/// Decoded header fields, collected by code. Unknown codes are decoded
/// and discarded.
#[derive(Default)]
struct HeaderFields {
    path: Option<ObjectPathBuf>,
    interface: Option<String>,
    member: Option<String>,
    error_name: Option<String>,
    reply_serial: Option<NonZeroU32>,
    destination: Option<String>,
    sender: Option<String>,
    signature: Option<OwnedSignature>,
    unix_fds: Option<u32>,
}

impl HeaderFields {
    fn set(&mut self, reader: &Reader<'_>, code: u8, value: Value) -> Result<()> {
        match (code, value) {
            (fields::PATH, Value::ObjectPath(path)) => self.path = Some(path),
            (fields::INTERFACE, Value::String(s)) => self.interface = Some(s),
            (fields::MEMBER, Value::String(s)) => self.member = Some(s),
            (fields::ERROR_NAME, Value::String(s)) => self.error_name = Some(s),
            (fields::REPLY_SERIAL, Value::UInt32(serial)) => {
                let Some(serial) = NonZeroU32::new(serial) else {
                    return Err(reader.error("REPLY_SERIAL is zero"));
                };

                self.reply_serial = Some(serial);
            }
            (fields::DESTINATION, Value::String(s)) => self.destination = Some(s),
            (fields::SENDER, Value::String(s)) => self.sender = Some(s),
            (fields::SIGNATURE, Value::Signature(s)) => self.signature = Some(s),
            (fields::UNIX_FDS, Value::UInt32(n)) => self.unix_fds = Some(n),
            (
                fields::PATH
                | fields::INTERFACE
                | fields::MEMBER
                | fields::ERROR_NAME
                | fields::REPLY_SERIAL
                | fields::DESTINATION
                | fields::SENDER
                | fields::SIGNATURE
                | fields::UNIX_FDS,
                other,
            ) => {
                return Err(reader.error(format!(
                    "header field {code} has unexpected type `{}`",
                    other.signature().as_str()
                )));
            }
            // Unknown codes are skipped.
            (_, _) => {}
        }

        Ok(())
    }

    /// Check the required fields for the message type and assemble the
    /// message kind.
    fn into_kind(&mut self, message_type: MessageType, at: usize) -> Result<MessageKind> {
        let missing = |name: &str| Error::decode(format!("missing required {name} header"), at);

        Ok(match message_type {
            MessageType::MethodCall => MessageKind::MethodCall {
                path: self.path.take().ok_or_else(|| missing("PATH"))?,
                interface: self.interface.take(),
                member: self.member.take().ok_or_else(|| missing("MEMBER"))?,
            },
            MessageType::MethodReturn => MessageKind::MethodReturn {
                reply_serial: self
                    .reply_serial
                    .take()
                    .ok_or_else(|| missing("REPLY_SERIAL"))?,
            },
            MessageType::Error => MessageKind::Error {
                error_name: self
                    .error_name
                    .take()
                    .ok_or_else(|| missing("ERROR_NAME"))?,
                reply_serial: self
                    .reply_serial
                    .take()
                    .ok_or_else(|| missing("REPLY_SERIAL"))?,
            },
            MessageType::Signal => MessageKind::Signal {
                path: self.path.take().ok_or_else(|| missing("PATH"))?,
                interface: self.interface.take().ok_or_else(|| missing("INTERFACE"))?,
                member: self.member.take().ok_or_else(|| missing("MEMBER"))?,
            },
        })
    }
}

* * *

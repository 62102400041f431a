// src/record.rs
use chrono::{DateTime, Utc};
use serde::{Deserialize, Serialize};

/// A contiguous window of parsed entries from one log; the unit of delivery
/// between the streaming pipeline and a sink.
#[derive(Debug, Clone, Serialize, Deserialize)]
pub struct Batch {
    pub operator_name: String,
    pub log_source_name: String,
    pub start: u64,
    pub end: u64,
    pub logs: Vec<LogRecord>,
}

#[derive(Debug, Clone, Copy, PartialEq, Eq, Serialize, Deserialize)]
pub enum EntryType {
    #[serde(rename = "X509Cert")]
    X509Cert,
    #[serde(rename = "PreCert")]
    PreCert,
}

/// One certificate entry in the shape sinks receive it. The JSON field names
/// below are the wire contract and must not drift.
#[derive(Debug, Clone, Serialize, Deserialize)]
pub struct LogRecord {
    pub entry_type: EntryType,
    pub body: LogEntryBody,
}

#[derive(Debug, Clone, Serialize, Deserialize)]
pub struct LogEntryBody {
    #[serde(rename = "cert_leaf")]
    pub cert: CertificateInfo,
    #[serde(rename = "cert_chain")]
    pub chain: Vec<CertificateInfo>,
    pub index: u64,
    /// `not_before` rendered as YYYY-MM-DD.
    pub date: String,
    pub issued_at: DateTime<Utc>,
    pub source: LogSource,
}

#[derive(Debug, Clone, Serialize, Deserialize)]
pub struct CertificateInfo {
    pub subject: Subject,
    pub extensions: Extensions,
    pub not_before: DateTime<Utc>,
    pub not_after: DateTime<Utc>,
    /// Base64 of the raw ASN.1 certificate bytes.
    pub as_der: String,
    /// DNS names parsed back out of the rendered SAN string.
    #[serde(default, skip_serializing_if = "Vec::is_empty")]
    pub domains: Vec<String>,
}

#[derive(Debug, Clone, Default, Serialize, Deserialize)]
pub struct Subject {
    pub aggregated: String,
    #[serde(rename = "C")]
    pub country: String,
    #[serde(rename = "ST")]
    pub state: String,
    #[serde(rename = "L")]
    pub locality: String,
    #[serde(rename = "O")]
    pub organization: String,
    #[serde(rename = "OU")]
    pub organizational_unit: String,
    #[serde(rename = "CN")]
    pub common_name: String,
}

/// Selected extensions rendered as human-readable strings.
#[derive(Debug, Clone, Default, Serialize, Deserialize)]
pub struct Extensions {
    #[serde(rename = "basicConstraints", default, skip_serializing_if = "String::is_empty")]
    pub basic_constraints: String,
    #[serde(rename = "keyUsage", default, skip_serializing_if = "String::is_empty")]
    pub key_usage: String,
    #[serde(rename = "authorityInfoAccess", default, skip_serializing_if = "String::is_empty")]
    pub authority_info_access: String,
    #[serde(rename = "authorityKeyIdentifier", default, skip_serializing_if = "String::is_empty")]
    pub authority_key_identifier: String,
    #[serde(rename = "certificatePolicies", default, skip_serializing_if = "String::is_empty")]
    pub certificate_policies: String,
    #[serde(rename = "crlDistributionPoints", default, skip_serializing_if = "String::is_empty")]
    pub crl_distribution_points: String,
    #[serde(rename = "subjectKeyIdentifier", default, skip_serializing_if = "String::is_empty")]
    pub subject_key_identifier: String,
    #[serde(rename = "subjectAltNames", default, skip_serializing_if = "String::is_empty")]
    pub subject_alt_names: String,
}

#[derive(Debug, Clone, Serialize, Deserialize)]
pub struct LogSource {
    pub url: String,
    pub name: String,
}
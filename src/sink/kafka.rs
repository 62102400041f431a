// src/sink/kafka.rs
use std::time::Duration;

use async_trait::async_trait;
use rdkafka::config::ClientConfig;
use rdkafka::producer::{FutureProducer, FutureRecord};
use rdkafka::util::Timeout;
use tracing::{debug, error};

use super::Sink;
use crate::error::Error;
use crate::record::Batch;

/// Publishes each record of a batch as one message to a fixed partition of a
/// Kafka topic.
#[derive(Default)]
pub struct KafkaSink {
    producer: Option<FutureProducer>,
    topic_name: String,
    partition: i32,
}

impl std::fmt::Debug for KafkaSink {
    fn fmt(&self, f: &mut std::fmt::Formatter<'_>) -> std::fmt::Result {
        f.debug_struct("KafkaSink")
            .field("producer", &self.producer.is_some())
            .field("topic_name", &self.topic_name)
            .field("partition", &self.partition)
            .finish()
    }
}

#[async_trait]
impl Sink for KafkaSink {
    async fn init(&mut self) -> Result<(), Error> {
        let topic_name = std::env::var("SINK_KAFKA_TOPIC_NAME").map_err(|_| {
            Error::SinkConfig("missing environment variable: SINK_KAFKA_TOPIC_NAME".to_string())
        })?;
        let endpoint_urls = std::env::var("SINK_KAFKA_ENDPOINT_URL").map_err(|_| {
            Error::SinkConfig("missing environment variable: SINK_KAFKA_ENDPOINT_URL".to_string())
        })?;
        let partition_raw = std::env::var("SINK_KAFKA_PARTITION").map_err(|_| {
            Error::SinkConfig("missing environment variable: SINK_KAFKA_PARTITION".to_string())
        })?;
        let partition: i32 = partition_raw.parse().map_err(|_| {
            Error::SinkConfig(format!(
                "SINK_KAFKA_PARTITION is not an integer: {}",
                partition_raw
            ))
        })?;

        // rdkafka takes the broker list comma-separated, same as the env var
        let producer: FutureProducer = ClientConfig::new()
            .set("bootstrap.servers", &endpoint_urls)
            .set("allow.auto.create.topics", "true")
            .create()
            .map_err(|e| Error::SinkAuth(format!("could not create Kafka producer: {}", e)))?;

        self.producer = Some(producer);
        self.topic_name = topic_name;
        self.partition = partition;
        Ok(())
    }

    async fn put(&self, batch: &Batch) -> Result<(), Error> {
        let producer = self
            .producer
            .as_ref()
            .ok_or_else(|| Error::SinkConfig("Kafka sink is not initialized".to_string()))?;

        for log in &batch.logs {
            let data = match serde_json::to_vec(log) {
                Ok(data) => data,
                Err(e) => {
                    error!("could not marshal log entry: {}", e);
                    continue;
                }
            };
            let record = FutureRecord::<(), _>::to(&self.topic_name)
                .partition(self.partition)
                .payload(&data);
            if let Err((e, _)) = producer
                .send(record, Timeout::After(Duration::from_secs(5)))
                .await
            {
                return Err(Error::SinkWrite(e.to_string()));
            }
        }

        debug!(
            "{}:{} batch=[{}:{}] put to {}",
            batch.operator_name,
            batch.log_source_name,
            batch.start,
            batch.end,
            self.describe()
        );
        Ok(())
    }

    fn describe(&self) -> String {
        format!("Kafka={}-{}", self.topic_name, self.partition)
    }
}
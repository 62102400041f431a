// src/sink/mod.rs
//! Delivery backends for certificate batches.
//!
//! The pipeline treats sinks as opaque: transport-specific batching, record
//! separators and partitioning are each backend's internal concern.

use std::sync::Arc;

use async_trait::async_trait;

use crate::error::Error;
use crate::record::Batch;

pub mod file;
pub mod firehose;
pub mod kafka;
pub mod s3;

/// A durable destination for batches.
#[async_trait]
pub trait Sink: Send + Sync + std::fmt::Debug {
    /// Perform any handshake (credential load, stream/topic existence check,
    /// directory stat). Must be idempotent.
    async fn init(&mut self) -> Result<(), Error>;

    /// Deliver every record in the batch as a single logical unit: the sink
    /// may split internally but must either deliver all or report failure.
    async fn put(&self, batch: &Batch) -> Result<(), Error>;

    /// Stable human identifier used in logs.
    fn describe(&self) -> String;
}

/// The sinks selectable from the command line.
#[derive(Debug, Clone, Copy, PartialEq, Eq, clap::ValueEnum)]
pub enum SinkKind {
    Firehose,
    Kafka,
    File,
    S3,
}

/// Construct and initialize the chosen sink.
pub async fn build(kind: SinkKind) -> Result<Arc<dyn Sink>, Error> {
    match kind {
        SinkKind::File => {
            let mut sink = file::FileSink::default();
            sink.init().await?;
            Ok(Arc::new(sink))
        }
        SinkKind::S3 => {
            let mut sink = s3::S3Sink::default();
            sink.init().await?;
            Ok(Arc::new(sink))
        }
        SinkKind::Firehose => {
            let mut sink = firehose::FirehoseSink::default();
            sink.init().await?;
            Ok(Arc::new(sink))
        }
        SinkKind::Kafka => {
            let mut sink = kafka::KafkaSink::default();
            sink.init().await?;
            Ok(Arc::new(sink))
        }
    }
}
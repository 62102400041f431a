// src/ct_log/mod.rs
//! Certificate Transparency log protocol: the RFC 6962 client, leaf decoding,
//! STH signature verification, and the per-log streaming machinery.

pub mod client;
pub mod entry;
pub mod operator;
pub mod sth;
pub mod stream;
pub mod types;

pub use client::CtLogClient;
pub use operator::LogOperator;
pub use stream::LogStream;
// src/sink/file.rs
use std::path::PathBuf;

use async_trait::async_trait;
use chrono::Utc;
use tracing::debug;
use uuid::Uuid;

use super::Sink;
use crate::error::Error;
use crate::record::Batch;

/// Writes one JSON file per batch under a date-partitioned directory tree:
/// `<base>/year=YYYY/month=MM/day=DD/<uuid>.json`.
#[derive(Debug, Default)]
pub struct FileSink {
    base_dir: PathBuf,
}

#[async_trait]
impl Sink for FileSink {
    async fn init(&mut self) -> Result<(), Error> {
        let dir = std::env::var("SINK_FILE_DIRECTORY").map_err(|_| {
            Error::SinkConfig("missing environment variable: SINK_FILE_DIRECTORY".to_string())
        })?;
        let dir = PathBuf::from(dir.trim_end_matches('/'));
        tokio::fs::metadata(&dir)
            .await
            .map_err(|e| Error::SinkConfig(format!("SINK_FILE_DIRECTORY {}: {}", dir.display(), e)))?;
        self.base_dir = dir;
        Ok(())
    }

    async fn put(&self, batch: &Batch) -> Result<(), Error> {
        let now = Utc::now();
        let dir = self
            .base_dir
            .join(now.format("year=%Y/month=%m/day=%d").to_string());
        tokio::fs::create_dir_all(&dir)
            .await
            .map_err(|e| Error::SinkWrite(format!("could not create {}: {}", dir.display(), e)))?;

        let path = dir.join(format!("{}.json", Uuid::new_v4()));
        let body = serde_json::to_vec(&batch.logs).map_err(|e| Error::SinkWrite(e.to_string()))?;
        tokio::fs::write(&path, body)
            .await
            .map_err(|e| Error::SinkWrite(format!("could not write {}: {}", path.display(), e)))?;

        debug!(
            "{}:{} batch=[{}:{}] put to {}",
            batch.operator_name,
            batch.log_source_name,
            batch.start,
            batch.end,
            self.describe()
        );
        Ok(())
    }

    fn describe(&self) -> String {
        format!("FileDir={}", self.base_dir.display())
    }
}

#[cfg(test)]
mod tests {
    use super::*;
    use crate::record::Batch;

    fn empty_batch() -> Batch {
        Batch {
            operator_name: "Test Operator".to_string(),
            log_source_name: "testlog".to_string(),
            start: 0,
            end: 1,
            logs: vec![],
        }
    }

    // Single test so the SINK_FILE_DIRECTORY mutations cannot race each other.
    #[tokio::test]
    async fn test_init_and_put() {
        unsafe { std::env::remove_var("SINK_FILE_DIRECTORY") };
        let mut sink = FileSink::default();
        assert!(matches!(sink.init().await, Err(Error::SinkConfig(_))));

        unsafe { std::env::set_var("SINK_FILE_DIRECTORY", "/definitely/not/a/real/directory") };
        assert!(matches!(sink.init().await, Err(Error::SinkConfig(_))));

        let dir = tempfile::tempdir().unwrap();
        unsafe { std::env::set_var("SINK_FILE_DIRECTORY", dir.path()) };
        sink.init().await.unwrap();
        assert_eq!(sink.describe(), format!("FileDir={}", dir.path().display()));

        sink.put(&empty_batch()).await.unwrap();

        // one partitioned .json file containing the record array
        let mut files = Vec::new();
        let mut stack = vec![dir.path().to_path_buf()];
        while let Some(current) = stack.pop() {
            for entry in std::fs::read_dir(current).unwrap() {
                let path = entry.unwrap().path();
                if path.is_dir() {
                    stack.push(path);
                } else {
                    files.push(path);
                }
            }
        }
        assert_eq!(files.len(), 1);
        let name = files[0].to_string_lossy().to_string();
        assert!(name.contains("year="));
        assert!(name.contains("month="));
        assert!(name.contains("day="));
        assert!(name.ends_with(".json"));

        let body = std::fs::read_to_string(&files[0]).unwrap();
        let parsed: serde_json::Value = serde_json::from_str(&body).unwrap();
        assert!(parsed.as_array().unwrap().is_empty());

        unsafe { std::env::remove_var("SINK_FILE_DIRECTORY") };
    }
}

* * *

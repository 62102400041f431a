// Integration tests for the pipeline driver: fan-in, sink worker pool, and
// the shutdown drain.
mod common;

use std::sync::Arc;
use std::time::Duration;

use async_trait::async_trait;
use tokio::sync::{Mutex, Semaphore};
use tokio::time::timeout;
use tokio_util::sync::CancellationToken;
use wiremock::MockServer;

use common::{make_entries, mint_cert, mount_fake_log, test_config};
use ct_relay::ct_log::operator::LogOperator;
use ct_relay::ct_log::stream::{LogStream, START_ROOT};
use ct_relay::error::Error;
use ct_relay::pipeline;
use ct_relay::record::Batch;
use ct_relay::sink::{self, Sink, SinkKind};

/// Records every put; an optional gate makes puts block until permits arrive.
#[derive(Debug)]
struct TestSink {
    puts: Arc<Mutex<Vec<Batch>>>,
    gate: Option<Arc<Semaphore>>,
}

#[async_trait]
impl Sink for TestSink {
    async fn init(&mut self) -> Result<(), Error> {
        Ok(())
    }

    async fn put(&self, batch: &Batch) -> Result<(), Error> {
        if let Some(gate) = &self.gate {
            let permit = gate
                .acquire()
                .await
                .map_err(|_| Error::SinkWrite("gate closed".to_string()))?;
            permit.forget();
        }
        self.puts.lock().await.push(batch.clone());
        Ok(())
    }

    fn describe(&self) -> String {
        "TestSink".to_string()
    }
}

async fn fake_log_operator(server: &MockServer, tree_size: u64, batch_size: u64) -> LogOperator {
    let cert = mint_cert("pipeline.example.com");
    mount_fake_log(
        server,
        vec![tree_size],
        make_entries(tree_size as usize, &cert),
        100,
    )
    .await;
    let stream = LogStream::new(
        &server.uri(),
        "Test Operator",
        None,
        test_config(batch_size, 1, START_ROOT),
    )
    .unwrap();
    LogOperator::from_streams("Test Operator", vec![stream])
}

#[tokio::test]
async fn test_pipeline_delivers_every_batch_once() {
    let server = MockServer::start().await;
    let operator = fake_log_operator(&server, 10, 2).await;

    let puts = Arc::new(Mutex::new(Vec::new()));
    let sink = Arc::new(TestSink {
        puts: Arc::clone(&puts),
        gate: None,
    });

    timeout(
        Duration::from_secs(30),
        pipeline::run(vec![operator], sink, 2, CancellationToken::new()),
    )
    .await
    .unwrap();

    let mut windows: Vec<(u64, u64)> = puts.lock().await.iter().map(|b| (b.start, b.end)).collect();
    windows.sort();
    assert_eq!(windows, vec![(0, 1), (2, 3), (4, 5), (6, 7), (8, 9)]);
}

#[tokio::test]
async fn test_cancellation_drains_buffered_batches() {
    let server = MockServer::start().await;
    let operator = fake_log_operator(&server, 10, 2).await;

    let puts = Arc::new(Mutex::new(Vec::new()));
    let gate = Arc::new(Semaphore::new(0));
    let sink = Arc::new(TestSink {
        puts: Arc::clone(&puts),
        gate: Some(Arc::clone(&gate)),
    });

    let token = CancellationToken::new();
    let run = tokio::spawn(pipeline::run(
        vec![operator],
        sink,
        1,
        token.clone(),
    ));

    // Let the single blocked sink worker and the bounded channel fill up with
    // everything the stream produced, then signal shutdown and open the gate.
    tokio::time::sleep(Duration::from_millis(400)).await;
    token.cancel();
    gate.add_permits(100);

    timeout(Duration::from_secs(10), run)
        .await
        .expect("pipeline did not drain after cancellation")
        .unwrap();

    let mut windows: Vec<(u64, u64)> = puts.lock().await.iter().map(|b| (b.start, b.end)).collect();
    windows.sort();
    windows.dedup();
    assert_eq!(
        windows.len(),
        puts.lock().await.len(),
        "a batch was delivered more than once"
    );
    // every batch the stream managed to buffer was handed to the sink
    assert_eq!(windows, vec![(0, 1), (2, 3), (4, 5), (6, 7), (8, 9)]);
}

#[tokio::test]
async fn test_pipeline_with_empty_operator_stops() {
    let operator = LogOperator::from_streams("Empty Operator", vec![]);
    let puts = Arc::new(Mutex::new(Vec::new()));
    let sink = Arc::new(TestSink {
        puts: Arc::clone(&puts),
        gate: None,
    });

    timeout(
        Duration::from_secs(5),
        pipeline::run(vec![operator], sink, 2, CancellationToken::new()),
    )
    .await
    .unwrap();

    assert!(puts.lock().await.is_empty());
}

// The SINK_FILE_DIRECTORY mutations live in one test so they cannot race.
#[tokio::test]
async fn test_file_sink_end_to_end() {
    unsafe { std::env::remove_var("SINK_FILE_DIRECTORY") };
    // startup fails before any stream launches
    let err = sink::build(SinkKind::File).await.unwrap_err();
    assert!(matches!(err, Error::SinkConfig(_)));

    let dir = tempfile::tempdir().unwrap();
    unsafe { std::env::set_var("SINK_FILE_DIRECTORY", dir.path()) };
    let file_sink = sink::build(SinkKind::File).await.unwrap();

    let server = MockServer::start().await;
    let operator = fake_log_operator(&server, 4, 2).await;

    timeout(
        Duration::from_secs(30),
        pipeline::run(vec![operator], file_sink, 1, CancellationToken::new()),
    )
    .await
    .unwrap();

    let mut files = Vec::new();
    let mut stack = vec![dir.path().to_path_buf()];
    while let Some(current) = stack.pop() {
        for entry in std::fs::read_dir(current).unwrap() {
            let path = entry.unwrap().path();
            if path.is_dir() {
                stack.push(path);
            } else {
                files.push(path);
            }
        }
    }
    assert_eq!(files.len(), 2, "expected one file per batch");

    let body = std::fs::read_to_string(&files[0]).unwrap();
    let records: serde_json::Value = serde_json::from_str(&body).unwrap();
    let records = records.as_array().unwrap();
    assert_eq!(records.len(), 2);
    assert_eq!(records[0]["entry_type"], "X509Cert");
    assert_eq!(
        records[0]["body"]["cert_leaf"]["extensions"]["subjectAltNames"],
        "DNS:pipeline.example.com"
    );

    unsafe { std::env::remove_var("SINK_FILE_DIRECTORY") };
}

Task
Restate word for word the lines in the material above from the one with "codes are decoded" to the one with "(fields::MEMBER, Value::String(s)) =>"; both of those lines count, and nothing else does.

Response area
/// Decoded header fields, collected by code. Unknown codes are decoded
/// and discarded.
#[derive(Default)]
struct HeaderFields {
    path: Option<ObjectPathBuf>,
    interface: Option<String>,
    member: Option<String>,
    error_name: Option<String>,
    reply_serial: Option<NonZeroU32>,
    destination: Option<String>,
    sender: Option<String>,
    signature: Option<OwnedSignature>,
    unix_fds: Option<u32>,
}

impl HeaderFields {
    fn set(&mut self, reader: &Reader<'_>, code: u8, value: Value) -> Result<()> {
        match (code, value) {
            (fields::PATH, Value::ObjectPath(path)) => self.path = Some(path),
            (fields::INTERFACE, Value::String(s)) => self.interface = Some(s),
            (fields::MEMBER, Value::String(s)) => self.member = Some(s),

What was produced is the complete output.